*** Data provided ***

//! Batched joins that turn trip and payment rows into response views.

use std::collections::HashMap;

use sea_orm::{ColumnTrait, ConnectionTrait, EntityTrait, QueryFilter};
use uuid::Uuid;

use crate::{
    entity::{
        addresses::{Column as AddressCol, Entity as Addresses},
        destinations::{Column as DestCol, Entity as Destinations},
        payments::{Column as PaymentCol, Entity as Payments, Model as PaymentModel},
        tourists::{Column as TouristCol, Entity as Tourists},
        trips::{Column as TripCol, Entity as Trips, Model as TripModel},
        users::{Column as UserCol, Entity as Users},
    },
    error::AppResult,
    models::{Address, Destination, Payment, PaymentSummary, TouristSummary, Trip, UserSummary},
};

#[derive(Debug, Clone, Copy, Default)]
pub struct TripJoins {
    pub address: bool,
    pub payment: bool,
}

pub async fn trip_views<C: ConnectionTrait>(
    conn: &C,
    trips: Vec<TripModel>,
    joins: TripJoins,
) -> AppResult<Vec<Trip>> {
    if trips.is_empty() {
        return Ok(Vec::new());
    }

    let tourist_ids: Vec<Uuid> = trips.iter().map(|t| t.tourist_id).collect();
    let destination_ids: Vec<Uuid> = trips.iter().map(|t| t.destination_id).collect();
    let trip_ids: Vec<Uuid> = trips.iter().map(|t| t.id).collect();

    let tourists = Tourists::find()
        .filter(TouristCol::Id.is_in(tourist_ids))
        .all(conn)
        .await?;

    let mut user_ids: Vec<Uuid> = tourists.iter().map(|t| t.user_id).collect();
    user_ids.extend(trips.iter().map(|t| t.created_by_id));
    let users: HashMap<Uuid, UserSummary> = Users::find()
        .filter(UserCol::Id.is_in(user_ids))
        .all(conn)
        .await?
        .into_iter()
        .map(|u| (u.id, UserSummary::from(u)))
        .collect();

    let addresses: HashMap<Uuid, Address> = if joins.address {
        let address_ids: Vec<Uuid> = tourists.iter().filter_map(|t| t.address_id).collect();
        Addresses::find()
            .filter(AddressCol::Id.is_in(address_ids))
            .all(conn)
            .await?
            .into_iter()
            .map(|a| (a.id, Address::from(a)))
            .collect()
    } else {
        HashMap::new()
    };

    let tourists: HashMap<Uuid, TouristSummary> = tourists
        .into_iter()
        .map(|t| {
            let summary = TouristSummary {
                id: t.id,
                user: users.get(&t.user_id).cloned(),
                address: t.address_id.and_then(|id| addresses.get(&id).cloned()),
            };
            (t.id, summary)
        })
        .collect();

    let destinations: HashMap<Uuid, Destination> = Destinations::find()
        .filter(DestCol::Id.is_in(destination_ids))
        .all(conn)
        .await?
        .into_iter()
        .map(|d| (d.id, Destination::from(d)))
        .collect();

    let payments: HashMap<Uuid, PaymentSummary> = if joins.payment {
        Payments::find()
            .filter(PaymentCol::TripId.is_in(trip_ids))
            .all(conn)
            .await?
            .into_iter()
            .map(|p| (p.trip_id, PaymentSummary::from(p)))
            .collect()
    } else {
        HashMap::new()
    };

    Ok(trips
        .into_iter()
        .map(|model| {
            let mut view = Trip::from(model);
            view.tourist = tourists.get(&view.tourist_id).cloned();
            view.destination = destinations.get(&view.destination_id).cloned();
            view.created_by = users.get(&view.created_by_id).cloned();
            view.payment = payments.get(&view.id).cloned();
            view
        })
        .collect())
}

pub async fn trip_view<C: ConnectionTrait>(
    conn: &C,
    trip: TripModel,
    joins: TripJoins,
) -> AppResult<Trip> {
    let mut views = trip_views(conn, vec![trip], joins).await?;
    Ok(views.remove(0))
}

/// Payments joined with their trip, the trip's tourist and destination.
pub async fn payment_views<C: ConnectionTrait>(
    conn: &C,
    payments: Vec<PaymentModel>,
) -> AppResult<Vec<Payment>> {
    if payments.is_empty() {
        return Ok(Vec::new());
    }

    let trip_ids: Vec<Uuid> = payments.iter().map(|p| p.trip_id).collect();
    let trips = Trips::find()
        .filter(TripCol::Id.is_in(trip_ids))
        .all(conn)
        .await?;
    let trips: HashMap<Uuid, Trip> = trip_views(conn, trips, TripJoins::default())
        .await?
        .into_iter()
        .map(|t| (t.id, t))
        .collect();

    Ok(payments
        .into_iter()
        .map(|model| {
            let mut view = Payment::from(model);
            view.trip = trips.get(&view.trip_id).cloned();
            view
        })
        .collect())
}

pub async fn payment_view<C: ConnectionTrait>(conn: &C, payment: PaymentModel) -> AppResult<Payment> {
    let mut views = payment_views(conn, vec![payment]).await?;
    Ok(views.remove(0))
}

***

Work to be completed: Using the listing, filter for "ConnectionTrait" and return the matching lines.

The completed task:
use sea_orm::{ColumnTrait, ConnectionTrait, EntityTrait, QueryFilter};
pub async fn trip_views<C: ConnectionTrait>(
pub async fn trip_view<C: ConnectionTrait>(
pub async fn payment_views<C: ConnectionTrait>(
pub async fn payment_view<C: ConnectionTrait>(conn: &C, payment: PaymentModel) -> AppResult<Payment> {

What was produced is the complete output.